= TASK REQUIREMENTS =
Keep to one stretch of the data below, the lines from the one with "let keepalive = TcpKeepalive::new()" up to and including the one with "actions to the", and return that stretch exactly.

Saved data entries:
————————
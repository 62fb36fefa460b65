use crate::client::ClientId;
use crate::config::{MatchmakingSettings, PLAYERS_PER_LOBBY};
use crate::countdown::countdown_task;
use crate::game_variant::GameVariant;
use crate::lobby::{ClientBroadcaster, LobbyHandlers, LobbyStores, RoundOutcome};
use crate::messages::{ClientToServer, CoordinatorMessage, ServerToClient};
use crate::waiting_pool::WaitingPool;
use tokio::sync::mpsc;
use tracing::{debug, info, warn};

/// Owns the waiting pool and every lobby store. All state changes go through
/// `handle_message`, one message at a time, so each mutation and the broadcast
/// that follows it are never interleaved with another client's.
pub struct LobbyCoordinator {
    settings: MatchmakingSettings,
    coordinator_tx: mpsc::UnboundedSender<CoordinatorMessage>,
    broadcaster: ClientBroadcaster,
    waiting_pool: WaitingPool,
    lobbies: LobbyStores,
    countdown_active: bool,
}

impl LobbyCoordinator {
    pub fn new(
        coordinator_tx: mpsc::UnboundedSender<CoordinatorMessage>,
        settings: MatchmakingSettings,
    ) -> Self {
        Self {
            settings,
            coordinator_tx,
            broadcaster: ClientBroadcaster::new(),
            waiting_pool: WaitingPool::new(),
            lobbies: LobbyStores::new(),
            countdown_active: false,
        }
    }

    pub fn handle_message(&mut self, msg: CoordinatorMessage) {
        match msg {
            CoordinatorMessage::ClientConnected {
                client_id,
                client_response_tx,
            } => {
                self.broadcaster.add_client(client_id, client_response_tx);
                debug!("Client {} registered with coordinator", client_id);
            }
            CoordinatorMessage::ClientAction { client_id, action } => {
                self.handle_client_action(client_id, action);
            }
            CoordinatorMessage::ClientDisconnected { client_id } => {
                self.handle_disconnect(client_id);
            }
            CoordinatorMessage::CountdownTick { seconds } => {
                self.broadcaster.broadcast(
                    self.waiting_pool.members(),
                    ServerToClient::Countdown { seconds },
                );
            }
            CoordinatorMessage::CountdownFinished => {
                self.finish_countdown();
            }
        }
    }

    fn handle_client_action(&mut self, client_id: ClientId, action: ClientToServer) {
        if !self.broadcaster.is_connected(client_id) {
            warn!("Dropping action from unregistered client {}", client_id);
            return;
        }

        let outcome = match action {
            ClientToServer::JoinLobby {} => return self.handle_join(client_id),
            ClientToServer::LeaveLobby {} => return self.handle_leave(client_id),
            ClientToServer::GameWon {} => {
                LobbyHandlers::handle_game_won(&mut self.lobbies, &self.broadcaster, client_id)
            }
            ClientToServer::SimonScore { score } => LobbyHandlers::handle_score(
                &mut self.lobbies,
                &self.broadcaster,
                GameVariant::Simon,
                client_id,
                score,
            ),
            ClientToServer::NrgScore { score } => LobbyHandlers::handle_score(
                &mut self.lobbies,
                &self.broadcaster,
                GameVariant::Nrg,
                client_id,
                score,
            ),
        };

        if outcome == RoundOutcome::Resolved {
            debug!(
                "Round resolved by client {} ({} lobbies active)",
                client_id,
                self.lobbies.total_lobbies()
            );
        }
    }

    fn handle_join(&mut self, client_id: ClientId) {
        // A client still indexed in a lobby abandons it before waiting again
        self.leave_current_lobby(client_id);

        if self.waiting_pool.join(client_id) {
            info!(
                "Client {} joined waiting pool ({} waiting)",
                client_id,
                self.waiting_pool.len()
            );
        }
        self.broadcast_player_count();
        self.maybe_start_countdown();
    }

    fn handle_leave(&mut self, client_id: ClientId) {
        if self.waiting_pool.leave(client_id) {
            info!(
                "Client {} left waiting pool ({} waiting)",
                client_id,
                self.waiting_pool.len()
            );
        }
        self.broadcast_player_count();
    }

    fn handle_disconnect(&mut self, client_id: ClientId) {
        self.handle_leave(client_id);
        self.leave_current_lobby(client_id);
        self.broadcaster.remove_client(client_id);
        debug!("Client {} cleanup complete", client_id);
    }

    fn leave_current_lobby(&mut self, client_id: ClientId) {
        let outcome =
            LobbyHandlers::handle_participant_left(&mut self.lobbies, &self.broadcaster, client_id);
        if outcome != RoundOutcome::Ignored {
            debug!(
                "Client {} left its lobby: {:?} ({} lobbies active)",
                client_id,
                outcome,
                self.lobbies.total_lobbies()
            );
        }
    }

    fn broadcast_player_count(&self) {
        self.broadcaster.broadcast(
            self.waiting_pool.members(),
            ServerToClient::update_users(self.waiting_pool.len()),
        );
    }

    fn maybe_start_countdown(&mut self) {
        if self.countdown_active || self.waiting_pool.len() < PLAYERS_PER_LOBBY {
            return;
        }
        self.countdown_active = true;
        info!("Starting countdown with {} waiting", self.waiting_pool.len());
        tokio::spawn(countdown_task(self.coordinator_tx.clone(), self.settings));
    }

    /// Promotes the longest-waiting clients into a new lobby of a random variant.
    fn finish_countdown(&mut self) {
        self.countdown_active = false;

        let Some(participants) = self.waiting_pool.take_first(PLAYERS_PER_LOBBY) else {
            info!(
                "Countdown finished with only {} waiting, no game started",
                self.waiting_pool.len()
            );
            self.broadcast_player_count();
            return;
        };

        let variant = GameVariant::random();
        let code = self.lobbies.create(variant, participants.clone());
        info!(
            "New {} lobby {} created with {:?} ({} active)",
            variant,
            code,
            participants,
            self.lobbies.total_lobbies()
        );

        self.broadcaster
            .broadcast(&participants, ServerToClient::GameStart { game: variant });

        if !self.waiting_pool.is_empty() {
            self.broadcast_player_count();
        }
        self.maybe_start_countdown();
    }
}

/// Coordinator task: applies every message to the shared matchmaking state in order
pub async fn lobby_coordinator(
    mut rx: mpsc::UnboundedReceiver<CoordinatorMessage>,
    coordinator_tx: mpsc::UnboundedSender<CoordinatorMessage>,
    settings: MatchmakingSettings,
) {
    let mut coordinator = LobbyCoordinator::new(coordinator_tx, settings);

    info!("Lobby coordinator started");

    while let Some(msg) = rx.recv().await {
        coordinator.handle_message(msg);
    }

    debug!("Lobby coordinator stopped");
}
————————
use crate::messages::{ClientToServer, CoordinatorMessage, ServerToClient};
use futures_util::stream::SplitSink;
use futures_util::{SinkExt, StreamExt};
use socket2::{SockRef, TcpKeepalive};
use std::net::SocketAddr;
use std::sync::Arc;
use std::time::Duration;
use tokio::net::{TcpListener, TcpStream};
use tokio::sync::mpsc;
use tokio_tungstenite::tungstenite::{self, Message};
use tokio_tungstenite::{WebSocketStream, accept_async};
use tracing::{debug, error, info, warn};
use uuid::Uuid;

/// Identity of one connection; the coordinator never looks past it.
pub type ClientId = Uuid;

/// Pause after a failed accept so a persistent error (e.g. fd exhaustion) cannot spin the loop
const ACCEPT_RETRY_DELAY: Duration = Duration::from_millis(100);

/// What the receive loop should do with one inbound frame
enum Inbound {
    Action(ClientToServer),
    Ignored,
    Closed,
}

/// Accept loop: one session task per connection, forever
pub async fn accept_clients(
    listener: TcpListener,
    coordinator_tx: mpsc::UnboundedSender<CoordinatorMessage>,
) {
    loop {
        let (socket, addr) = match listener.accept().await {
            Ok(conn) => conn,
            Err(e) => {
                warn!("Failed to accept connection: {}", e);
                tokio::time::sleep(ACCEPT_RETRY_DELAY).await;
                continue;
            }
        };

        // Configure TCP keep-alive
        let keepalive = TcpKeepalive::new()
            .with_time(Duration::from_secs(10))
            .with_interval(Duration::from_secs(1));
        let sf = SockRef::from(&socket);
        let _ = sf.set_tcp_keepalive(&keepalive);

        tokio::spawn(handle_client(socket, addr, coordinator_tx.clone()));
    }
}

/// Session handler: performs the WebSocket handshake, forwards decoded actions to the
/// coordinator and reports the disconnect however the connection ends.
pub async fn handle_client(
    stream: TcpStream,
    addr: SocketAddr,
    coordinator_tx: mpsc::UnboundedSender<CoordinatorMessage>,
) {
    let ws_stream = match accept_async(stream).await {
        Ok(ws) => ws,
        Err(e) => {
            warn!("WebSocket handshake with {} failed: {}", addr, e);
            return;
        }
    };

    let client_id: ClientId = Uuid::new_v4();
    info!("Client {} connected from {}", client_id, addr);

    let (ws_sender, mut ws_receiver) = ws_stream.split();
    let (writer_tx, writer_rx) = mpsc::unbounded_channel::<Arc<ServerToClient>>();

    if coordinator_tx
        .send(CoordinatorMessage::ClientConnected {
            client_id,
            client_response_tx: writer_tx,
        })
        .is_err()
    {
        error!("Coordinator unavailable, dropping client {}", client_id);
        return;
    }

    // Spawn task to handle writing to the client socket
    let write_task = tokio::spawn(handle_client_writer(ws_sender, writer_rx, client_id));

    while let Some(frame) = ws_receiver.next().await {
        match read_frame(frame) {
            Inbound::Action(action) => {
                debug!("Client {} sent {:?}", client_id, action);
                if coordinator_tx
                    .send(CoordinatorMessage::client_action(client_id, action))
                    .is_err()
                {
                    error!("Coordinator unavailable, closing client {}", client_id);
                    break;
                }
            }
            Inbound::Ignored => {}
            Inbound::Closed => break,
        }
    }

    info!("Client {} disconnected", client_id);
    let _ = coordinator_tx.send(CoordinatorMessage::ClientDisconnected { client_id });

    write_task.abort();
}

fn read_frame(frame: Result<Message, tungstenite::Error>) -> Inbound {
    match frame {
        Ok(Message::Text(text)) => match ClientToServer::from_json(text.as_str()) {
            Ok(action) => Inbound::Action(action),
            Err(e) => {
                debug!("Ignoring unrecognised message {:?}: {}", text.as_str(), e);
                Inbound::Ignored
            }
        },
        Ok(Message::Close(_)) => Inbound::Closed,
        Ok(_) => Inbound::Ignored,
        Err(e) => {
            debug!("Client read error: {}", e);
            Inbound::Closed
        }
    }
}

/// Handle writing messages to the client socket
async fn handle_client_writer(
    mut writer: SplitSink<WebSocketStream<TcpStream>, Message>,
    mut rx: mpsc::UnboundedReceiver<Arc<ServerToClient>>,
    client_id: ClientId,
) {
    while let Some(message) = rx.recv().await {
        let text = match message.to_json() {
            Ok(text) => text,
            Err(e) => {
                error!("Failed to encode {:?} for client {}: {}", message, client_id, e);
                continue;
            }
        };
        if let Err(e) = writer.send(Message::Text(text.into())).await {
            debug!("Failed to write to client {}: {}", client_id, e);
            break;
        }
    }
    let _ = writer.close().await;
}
————————
= RESPONSE TO THE TASK =
        let keepalive = TcpKeepalive::new()
            .with_time(Duration::from_secs(10))
            .with_interval(Duration::from_secs(1));
        let sf = SockRef::from(&socket);
        let _ = sf.set_tcp_keepalive(&keepalive);

        tokio::spawn(handle_client(socket, addr, coordinator_tx.clone()));
    }
}

/// Session handler: performs the WebSocket handshake, forwards decoded actions to the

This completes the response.